Here, we call an integer pair \((l, r)\) satisfying \(1 \leq l \leq r \leq N\) such that, as mentioned in the problem, \(\min \lbrace A_l, A_{l+1}, \ldots, A_r\rbrace + (B_l + B_{l+1} + \cdots + B_r) \leq S\), a good pair.

Consider solving a problem against segment \([L, R]\) for some integers \(L\) and \(R\) (that is, counting good pairs \((l, r)\) contained in the segment \([L, R]\)) with divide-and-conquer. Specifically, it is sufficient to count good pairs \((l, r)\) in \([L, R]\) such that \(l \leq M \leq r\) for some integer \(M\), and inspect segments \([L, M-1]\) and \([M+1, R]\) to solve the answer to the original segment recursively.
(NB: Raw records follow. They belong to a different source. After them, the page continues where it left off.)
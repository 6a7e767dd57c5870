//! Persistence of sorted map snapshots under random edits.

use driftdb_core::collections::{SortedMap, SortedSet};
use driftdb_core::DocumentKey;
use driftdb_testkit::prelude::*;
use proptest::prelude::*;
use std::collections::BTreeSet;

proptest! {
    #[test]
    fn snapshots_never_change(
        keys in prop::collection::vec(document_key_strategy(), 1..40),
        removals in prop::collection::vec(any::<prop::sample::Index>(), 0..20),
    ) {
        let mut snapshots: Vec<(SortedMap<DocumentKey, usize>, Vec<DocumentKey>)> = Vec::new();
        let mut map = SortedMap::new();
        for (i, key) in keys.iter().enumerate() {
            map = map.insert(key.clone(), i);
            snapshots.push((map.clone(), map.keys().cloned().collect()));
        }
        for index in &removals {
            map = map.remove(index.get(&keys));
            snapshots.push((map.clone(), map.keys().cloned().collect()));
        }

        for (snapshot, listed) in &snapshots {
            prop_assert!(snapshot.check_invariants().is_ok());
            let now: Vec<DocumentKey> = snapshot.keys().cloned().collect();
            prop_assert_eq!(&now, listed);
            prop_assert!(now.windows(2).all(|w| w[0] < w[1]));
        }
    }

    #[test]
    fn set_union_matches_model(
        a in prop::collection::btree_set(document_key_strategy(), 0..30),
        b in prop::collection::btree_set(document_key_strategy(), 0..30),
    ) {
        let left: SortedSet<DocumentKey> = a.iter().fold(SortedSet::new(), |s, k| s.insert(k.clone()));
        let right: SortedSet<DocumentKey> = b.iter().fold(SortedSet::new(), |s, k| s.insert(k.clone()));
        let union = left.union(&right);

        let expected: BTreeSet<DocumentKey> = a.union(&b).cloned().collect();
        prop_assert_eq!(union.iter().cloned().collect::<BTreeSet<_>>(), expected);
        prop_assert!(union.check_invariants().is_ok());
        prop_assert_eq!(left.len(), a.len());
    }
}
So how can we “count good pairs \((l, r)\) in \([L, R]\) such that \(l \leq M \leq r\)?” Here we introduce two approaches taking different \(M\).

[1] Letting \(M\) be the midpoint of the segment

In other words, we let \(M \coloneqq \lfloor (L+R) / 2 \rfloor\). Also, Let \(\alpha_{\mathrm{L}}\) be the cumulative \(\min\) array from \(M\) to \(L\) of \(A\), and \(\alpha_{\mathrm{R}}\) be one from \(M\) to \(R\). For convenience, let \(\alpha_{\mathrm{L}}[L-1] = \alpha_{\mathrm{R}}[R+1] = -\infty\).

One can count the number of good pairs \((l, r)\) in segment \([L, R]\) such that \(l \leq M \leq r\) by, starting from \(p = M\) and \(q = M\), repeating the following operations until it becomes “\(L \lt p\) or \(q \lt R\).”

• If \(\alpha_{L}[p-1] \geq \alpha_{\mathrm{R}}[q+1]\),

  • First, let \(p \leftarrow p-1\).
  • Then, count good pairs \((l, r)\) such that \(l = p\) and \(M \leq r \leq q\).

• Otherwise,

  • First, let \(q \leftarrow q+1\).
  • Then, count good pairs \((l, r)\) such that \(p \leq l \leq M\) and \((l, r)\).

How can we “count good pairs \((l, r)\) such that \(l = p\) and \(M \leq r \leq q\)” in the step above? At this point, for all integer pairs \((l, r)\) such that \(l = p\) and \(M \leq r \leq q\), \(\min \lbrace A_l, A_{l+1}, \ldots, A_r\rbrace\) is fixed to \(\alpha_{\mathrm{L}}[p]\). Therefore, when \(l = p\) is fixed, the range of \(r\) such that \((l, r)\) is a good pair can be found by performing binary search on the cumulative sum array of \(B\). Same applies to “counting good pairs \((l, r)\) such that \(p \leq l \leq M\) and \((l, r)\).”

As we take \(M\) at the center every time we divide the problem, the overall time complexity of this algorithm is \(O(N (\log N)^2)\).

[2] Letting \(M\) be the index that \(A\) is minimum within the segment

We take \(M\) such that \(A_M = \min\lbrace A_L, A_{l+1}, \ldots, A_R \rbrace\), and count good pairs \((l, r)\) in the segment \([L, R]\) such that \(l \leq M \leq r\).

By the choice of \(M\), for all integer pairs \((l, r)\) contained in the segment \([L, R]\), \(\min \lbrace A_l, A_{l+1}, \ldots, A_r\rbrace\) is fixed to \(A_M\). Therefore, when one of \(l\) and \(r\) is fixed, the range of the other variable such that \((l, r)\) is a good pair can be found by performing binary search on the cumulative sum array on \(B\).

So, we count good pairs with fixed \(l\) if \([L, M]\) is the shorter, and count the pairs with fixed \(r\) if \([M, R]\) is the shorter.

As we are fixing the integer contained in the shorter of \([L, M]\) and \([M, R]\) always, each integer between \(1\) and \(N\) is fixed as \(l\) and \(r\) \(O(\log N)\) times throughout the algorithm, and the total time complexity of this algorithm is \(O(N (\log N)^2)\).